What does one do for entertainment in Texas over the Christmas holidays? According to the media, most people shopped until they dropped. Then they got up and did it again. Sports fans got the best Christmas gift they could imagine when the NBA began its season on Christmas Day. The Dallas Mavericks, however, unwrapped a disappointing opener for their fans. And football games are aplenty. We were neither at the mall or at the arena. We went to the Dallas Arboretum.
Despite being December 29th, it was a beautiful and sunny sixty plus degree day, a perfect opportunity to be outside walking off those holiday cookies and cinnamon rolls. Also, Offspring #1 got a macro lens for Christmas ostensibly to take pictures for her food portfolio but a trip to the Arboretum to photograph plants seemed like a reasonably low stress way to familiarize one’s self with the new lens.
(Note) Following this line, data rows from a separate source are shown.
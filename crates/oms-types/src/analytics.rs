//! Analytics report types produced by the aggregation engine.
//!
//! The report is computed by a full scan over the order collection and is
//! returned to dashboard clients as a single JSON document. Field names
//! follow the camelCase convention of the existing dashboard wire format.

use rust_decimal::Decimal;
use serde::{Deserialize, Serialize};

/// Summary statistics over the full order collection.
#[derive(Debug, Clone, Serialize, Deserialize)]
#[serde(rename_all = "camelCase")]
pub struct AnalyticsReport {
	/// Count of all orders, any status.
	pub total_orders: u64,
	/// Count of orders still active.
	pub active_orders_count: u64,
	/// Count of completed orders.
	pub completed_orders_count: u64,
	/// Sum of total prices over all orders regardless of status.
	/// Active orders count toward revenue.
	pub total_revenue: Decimal,
	/// Order counts partitioned by pickup type.
	pub pickup_type_distribution: PickupTypeDistribution,
	/// Revenue partitioned by pickup type, same all-statuses scope as
	/// `total_revenue`.
	pub revenue_by_pickup_type: RevenueByPickupType,
	/// Most ordered item names by summed quantity, descending, truncated
	/// to the configured limit.
	pub most_ordered_items: Vec<ItemCount>,
	/// Order counts bucketed by UTC calendar date, ascending.
	pub orders_over_time: Vec<DateCount>,
}

/// Order counts partitioned by pickup type.
#[derive(Debug, Clone, Default, PartialEq, Eq, Serialize, Deserialize)]
#[serde(rename_all = "camelCase")]
pub struct PickupTypeDistribution {
	pub dine_in: u64,
	pub take_out: u64,
}

/// Revenue partitioned by pickup type.
#[derive(Debug, Clone, Default, PartialEq, Eq, Serialize, Deserialize)]
#[serde(rename_all = "camelCase")]
pub struct RevenueByPickupType {
	pub dine_in: Decimal,
	pub take_out: Decimal,
}

/// An item name with its summed ordered quantity.
#[derive(Debug, Clone, PartialEq, Eq, Serialize, Deserialize)]
pub struct ItemCount {
	/// Menu item name.
	pub name: String,
	/// Total quantity ordered across all orders.
	pub count: i64,
}

/// An order count for one UTC calendar date.
#[derive(Debug, Clone, PartialEq, Eq, Serialize, Deserialize)]
pub struct DateCount {
	/// Calendar date in `YYYY-MM-DD` form.
	pub date: String,
	/// Number of orders created on that date.
	pub count: u64,
}
//! In-memory storage backend implementation.
//!
//! This module provides a memory-based implementation of the
//! StorageInterface trait, useful for testing and development scenarios
//! where persistence across restarts is not required.

use crate::{StorageError, StorageInterface};
use async_trait::async_trait;
use std::collections::HashMap;
use std::sync::Arc;
use tokio::sync::RwLock;

/// In-memory storage implementation.
///
/// This implementation stores data in a HashMap in memory, providing fast
/// access but no persistence across restarts. Compare-and-set runs under
/// the write lock, so it is atomic with respect to all other writers.
pub struct MemoryStorage {
	/// The in-memory store protected by a read-write lock.
	store: Arc<RwLock<HashMap<String, Vec<u8>>>>,
}

impl MemoryStorage {
	/// Creates a new MemoryStorage instance.
	pub fn new() -> Self {
		Self {
			store: Arc::new(RwLock::new(HashMap::new())),
		}
	}
}

impl Default for MemoryStorage {
	fn default() -> Self {
		Self::new()
	}
}

#[async_trait]
impl StorageInterface for MemoryStorage {
	async fn get_bytes(&self, key: &str) -> Result<Vec<u8>, StorageError> {
		let store = self.store.read().await;
		store.get(key).cloned().ok_or(StorageError::NotFound)
	}

	async fn set_bytes(&self, key: &str, value: Vec<u8>) -> Result<(), StorageError> {
		let mut store = self.store.write().await;
		store.insert(key.to_string(), value);
		Ok(())
	}

	async fn delete(&self, key: &str) -> Result<(), StorageError> {
		let mut store = self.store.write().await;
		store.remove(key);
		Ok(())
	}

	async fn exists(&self, key: &str) -> Result<bool, StorageError> {
		let store = self.store.read().await;
		Ok(store.contains_key(key))
	}

	async fn scan_prefix(&self, prefix: &str) -> Result<Vec<Vec<u8>>, StorageError> {
		let store = self.store.read().await;
		Ok(store
			.iter()
			.filter(|(key, _)| key.starts_with(prefix))
			.map(|(_, value)| value.clone())
			.collect())
	}

	async fn compare_and_set_bytes(
		&self,
		key: &str,
		expected: &[u8],
		new: Vec<u8>,
	) -> Result<bool, StorageError> {
		let mut store = self.store.write().await;
		let current = store.get(key).ok_or(StorageError::NotFound)?;
		if current.as_slice() != expected {
			return Ok(false);
		}
		store.insert(key.to_string(), new);
		Ok(true)
	}
}

/// Factory function to create a memory storage backend from configuration.
///
/// Configuration parameters:
/// - None required for memory storage
pub fn create_storage(_config: &toml::Value) -> Result<Box<dyn StorageInterface>, StorageError> {
	Ok(Box::new(MemoryStorage::new()))
}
Weber and I enjoy taking pictures as well so with our shoulders loaded with camera bags off we went unsure of what we may find to be picture-worthy at the Arboretum at this time of year.
The camellias were one of the few flowering plants.
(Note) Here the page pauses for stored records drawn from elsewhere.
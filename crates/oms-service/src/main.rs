//! Main entry point for the order management service.
//!
//! This binary wires the storage backends into the order engine and
//! exposes the engine over HTTP. All pricing, lifecycle, and analytics
//! logic lives in the engine; this layer only parses arguments, loads
//! configuration, and serves requests.

use clap::Parser;
use oms_config::Config;
use oms_core::{EngineBuilder, EngineError, OrderEngine};
use oms_storage::implementations::file::create_storage as create_file_storage;
use oms_storage::implementations::memory::create_storage as create_memory_storage;
use oms_storage::StorageFactory;
use std::collections::HashMap;
use std::path::PathBuf;
use std::sync::Arc;

mod apis;
mod server;

/// Command-line arguments for the order management service.
#[derive(Parser, Debug)]
#[command(author, version, about, long_about = None)]
struct Args {
	/// Path to configuration file
	#[arg(short, long, default_value = "config.toml")]
	config: PathBuf,

	/// Log level (trace, debug, info, warn, error)
	#[arg(short, long, default_value = "info")]
	log_level: String,
}

/// Main entry point for the service.
///
/// This function:
/// 1. Parses command-line arguments
/// 2. Initializes logging infrastructure
/// 3. Loads configuration from file
/// 4. Builds the order engine with the registered storage backends
/// 5. Serves the HTTP API until interrupted
#[tokio::main]
async fn main() -> Result<(), Box<dyn std::error::Error>> {
	let args = Args::parse();

	// Initialize tracing with env filter
	use tracing_subscriber::{fmt, EnvFilter};

	let default_directive = args.log_level.to_string();
	let env_filter =
		EnvFilter::try_from_default_env().unwrap_or_else(|_| EnvFilter::new(default_directive));

	fmt()
		.with_env_filter(env_filter)
		.with_target(true)
		.init();

	// Load configuration
	let config_path = args
		.config
		.to_str()
		.ok_or("Configuration path is not valid UTF-8")?;
	let config = Config::from_file(config_path)?;
	tracing::info!("Loaded configuration [{}]", config.service.id);

	let api_config = match config.api.clone() {
		Some(api) if api.enabled => api,
		_ => {
			tracing::warn!("API server is disabled in configuration; nothing to serve");
			return Ok(());
		},
	};

	let engine = Arc::new(build_engine(config)?);
	server::start_server(api_config, engine).await?;

	tracing::info!("Stopped service");
	Ok(())
}

/// Builds the order engine with all registered storage backends.
fn build_engine(config: Config) -> Result<OrderEngine, EngineError> {
	let mut storage_factories: HashMap<String, StorageFactory> = HashMap::new();
	storage_factories.insert("memory".to_string(), create_memory_storage);
	storage_factories.insert("file".to_string(), create_file_storage);

	EngineBuilder::new(config).build(storage_factories)
}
In the spring and summer when the flower beds are bursting with blooms and all the foliage is thick green and thriving, it is easy to find beauty; it is perhaps even possible to attain beauty overload. The potential for stunning photographs during the peak growing season is almost overwhelming. However, in the midst of winter, when almost nothing is flowering and many plants lay dormant, beauty puts on a different face. It is much more subtle and does truly lie in the eye of the beholder. It is up to each of us to look closely enough to see the beauty in the barren trees or the mulch covered flower beds. It is up to us to see that much beauty exists in the lulls of the life cycle.
I had a somewhat strange feeling when I saw this next image. It reminds me of the pictures of the veteran's cemeteries where all of the markers are uniform and, when photographed, are often adorned with similarly uniform American flags. The irony here is that these are the plants that are the most hardy, the ones that have survived the Texas weather extremes.
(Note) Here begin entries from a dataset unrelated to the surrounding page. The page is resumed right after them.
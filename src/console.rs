use crate::error::Result;
use rustyline::error::ReadlineError;
use rustyline::DefaultEditor;
use std::io::{BufRead, Write};

/// Where a session reads its lines and writes its messages.
pub trait Console {
    /// Shows `prompt` and reads one line without its line terminator.
    /// `Ok(None)` means the input is exhausted.
    fn read_line(&mut self, prompt: &str) -> Result<Option<String>>;
    fn write_line(&mut self, line: &str) -> Result<()>;
}

/// Interactive console with line editing and in-memory history.
pub struct Terminal {
    editor: DefaultEditor,
}

impl Terminal {
    pub fn new() -> Result<Self> {
        Ok(Self {
            editor: DefaultEditor::new()?,
        })
    }
}

impl Console for Terminal {
    fn read_line(&mut self, prompt: &str) -> Result<Option<String>> {
        match self.editor.readline(prompt) {
            Ok(line) => {
                self.editor.add_history_entry(line.as_str())?;
                Ok(Some(line))
            }
            Err(ReadlineError::Interrupted) | Err(ReadlineError::Eof) => Ok(None),
            Err(err) => Err(err.into()),
        }
    }

    fn write_line(&mut self, line: &str) -> Result<()> {
        writeln!(std::io::stdout(), "{line}")?;
        Ok(())
    }
}

/// Reads lines from any buffered reader and echoes prompts to the output,
/// producing the same transcript as piping the lines into a terminal.
pub struct Script<R, W> {
    input: R,
    output: W,
}

impl<R: BufRead, W: Write> Script<R, W> {
    pub fn new(input: R, output: W) -> Self {
        Self { input, output }
    }
}

impl<R: BufRead, W: Write> Console for Script<R, W> {
    fn read_line(&mut self, prompt: &str) -> Result<Option<String>> {
        write!(self.output, "{prompt}")?;
        self.output.flush()?;
        let mut line = String::new();
        if self.input.read_line(&mut line)? == 0 {
            return Ok(None);
        }
        let len = line.trim_end_matches(|c: char| c == '\n' || c == '\r').len();
        line.truncate(len);
        Ok(Some(line))
    }

    fn write_line(&mut self, line: &str) -> Result<()> {
        writeln!(self.output, "{line}")?;
        Ok(())
    }
}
I can't remember what this shrub is but the orange leaves seem so full of life. Orange is one of my favorite colors probably because it just exudes energy.
I love this next picture. It may be the one that best exhibits that sense of a different kind of beauty. Here is a leaf that was probably bright green and firmly attached to a tree not too long ago. It is now donning its winter colors as it meanders alone amidst some ornamental grass. It will probably be blown or swept into a compost bin soon. Right now, to me, it is dancing along full of life and with its own personality. Though I know that the two holes in its middle are really signs of decay, they look like eyes. This little leaf standing upright with the sun shining through it is beautiful. I think this my favorite of the pictures that I took.
As many of the trees are shedding their final leaves of 2011 and flowers are dropping their last petals, new life is emerging as the gardeners are beginning the early plantings of 2012.
I am looking forward to visiting the Arboretum in the spring with my camera again in hand.